WORK TASK: Where a line holds the word "stats", copy that line from the data below.
*** AVAILABLE RECORDS
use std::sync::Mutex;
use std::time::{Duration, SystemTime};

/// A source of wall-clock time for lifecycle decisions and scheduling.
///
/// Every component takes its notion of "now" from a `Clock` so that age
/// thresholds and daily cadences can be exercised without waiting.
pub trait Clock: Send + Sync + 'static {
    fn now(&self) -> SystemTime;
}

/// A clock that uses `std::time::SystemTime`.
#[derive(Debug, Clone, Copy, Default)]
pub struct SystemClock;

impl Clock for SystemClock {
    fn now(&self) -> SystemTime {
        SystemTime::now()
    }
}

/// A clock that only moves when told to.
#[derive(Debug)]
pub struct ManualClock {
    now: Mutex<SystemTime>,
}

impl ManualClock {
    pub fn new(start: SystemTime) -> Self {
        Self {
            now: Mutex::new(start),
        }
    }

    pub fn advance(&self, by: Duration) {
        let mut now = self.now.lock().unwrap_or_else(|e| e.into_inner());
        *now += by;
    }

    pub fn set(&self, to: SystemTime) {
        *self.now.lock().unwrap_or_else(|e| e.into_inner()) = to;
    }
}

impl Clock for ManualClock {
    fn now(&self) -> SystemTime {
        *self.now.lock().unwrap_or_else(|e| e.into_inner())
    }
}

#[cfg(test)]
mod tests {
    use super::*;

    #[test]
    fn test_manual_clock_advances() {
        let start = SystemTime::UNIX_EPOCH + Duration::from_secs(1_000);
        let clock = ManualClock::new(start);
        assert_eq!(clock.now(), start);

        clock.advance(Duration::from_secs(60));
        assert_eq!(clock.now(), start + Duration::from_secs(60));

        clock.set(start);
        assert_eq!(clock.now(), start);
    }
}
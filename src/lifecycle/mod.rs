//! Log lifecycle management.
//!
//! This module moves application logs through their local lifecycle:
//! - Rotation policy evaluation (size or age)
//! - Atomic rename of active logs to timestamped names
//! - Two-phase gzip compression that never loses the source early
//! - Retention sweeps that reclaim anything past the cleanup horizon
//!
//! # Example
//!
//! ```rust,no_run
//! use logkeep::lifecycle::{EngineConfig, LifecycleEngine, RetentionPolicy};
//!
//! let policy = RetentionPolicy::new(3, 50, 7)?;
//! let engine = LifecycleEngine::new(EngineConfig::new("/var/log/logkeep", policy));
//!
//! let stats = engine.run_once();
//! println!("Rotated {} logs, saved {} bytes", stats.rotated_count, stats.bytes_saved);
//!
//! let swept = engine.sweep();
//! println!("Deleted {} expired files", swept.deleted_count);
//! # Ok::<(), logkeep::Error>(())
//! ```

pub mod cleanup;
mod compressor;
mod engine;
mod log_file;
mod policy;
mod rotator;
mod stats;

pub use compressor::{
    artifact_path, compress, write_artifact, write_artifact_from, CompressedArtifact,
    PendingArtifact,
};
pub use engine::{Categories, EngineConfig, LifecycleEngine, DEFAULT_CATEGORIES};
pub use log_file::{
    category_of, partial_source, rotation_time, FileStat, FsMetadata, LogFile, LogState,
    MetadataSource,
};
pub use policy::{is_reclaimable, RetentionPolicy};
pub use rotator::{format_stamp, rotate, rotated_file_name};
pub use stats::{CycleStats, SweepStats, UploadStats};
******
TASK RESPONSE:
//! let stats = engine.run_once();
//! println!("Rotated {} logs, saved {} bytes", stats.rotated_count, stats.bytes_saved);
mod stats;
pub use stats::{CycleStats, SweepStats, UploadStats};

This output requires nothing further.